[Work item]
Set the data down again, exactly as it appears below.

[Collected data]
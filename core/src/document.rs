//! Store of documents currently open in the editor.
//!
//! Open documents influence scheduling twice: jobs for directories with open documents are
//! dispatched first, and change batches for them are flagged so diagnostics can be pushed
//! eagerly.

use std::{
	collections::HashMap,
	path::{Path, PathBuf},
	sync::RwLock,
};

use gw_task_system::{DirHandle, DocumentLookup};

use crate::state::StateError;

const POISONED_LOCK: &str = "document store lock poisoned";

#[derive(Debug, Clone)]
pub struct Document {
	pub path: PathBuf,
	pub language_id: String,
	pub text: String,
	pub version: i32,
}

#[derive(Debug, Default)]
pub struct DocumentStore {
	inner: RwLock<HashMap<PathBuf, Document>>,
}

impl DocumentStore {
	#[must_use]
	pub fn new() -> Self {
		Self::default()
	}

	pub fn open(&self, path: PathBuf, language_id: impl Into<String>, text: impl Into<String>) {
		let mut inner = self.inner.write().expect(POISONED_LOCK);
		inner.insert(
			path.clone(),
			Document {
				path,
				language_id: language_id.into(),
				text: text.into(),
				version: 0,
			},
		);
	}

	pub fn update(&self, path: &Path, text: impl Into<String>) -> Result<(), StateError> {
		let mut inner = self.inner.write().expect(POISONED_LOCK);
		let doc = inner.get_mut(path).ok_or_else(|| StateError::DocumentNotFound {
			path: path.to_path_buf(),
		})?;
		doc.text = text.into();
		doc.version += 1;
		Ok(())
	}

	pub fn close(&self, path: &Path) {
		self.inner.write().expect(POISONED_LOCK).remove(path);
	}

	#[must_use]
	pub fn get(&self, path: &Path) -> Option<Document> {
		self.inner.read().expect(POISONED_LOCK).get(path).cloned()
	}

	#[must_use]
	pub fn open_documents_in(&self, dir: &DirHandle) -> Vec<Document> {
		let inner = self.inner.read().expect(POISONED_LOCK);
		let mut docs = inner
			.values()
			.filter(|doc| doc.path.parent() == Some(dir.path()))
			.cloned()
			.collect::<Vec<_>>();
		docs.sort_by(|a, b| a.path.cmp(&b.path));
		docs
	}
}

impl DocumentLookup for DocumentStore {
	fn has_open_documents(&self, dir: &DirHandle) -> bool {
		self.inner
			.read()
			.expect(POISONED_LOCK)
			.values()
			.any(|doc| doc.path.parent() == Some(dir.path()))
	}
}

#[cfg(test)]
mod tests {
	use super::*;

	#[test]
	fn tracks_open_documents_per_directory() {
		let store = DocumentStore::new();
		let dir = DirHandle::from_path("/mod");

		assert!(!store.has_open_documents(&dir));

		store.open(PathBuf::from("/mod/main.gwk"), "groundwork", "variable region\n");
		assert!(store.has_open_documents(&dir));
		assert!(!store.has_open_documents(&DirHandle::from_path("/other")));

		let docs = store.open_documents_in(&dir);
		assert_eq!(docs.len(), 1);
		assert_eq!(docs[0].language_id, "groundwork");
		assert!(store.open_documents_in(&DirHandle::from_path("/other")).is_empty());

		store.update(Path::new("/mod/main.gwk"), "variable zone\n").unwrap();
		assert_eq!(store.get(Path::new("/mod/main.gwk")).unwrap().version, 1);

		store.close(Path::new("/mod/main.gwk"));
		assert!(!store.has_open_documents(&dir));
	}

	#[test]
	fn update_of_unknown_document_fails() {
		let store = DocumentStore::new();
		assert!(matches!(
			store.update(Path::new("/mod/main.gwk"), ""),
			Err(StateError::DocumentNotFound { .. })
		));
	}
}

[Response area]
filename core/src/document.rs
//! Store of documents currently open in the editor.
//!
//! Open documents influence scheduling twice: jobs for directories with open documents are
//! dispatched first, and change batches for them are flagged so diagnostics can be pushed
//! eagerly.

use std::{
	collections::HashMap,
	path::{Path, PathBuf},
	sync::RwLock,
};

use gw_task_system::{DirHandle, DocumentLookup};

use crate::state::StateError;

const POISONED_LOCK: &str = "document store lock poisoned";

#[derive(Debug, Clone)]
pub struct Document {
	pub path: PathBuf,
	pub language_id: String,
	pub text: String,
	pub version: i32,
}

#[derive(Debug, Default)]
pub struct DocumentStore {
	inner: RwLock<HashMap<PathBuf, Document>>,
}

impl DocumentStore {
	#[must_use]
	pub fn new() -> Self {
		Self::default()
	}

	pub fn open(&self, path: PathBuf, language_id: impl Into<String>, text: impl Into<String>) {
		let mut inner = self.inner.write().expect(POISONED_LOCK);
		inner.insert(
			path.clone(),
			Document {
				path,
				language_id: language_id.into(),
				text: text.into(),
				version: 0,
			},
		);
	}

	pub fn update(&self, path: &Path, text: impl Into<String>) -> Result<(), StateError> {
		let mut inner = self.inner.write().expect(POISONED_LOCK);
		let doc = inner.get_mut(path).ok_or_else(|| StateError::DocumentNotFound {
			path: path.to_path_buf(),
		})?;
		doc.text = text.into();
		doc.version += 1;
		Ok(())
	}

	pub fn close(&self, path: &Path) {
		self.inner.write().expect(POISONED_LOCK).remove(path);
	}

	#[must_use]
	pub fn get(&self, path: &Path) -> Option<Document> {
		self.inner.read().expect(POISONED_LOCK).get(path).cloned()
	}

	#[must_use]
	pub fn open_documents_in(&self, dir: &DirHandle) -> Vec<Document> {
		let inner = self.inner.read().expect(POISONED_LOCK);
		let mut docs = inner
			.values()
			.filter(|doc| doc.path.parent() == Some(dir.path()))
			.cloned()
			.collect::<Vec<_>>();
		docs.sort_by(|a, b| a.path.cmp(&b.path));
		docs
	}
}

impl DocumentLookup for DocumentStore {
	fn has_open_documents(&self, dir: &DirHandle) -> bool {
		self.inner
			.read()
			.expect(POISONED_LOCK)
			.values()
			.any(|doc| doc.path.parent() == Some(dir.path()))
	}
}

#[cfg(test)]
mod tests {
	use super::*;

	#[test]
	fn tracks_open_documents_per_directory() {
		let store = DocumentStore::new();
		let dir = DirHandle::from_path("/mod");

		assert!(!store.has_open_documents(&dir));

		store.open(PathBuf::from("/mod/main.gwk"), "groundwork", "variable region\n");
		assert!(store.has_open_documents(&dir));
		assert!(!store.has_open_documents(&DirHandle::from_path("/other")));

		let docs = store.open_documents_in(&dir);
		assert_eq!(docs.len(), 1);
		assert_eq!(docs[0].language_id, "groundwork");
		assert!(store.open_documents_in(&DirHandle::from_path("/other")).is_empty());

		store.update(Path::new("/mod/main.gwk"), "variable zone\n").unwrap();
		assert_eq!(store.get(Path::new("/mod/main.gwk")).unwrap().version, 1);

		store.close(Path::new("/mod/main.gwk"));
		assert!(!store.has_open_documents(&dir));
	}

	#[test]
	fn update_of_unknown_document_fails() {
		let store = DocumentStore::new();
		assert!(matches!(
			store.update(Path::new("/mod/main.gwk"), ""),
			Err(StateError::DocumentNotFound { .. })
		));
	}
}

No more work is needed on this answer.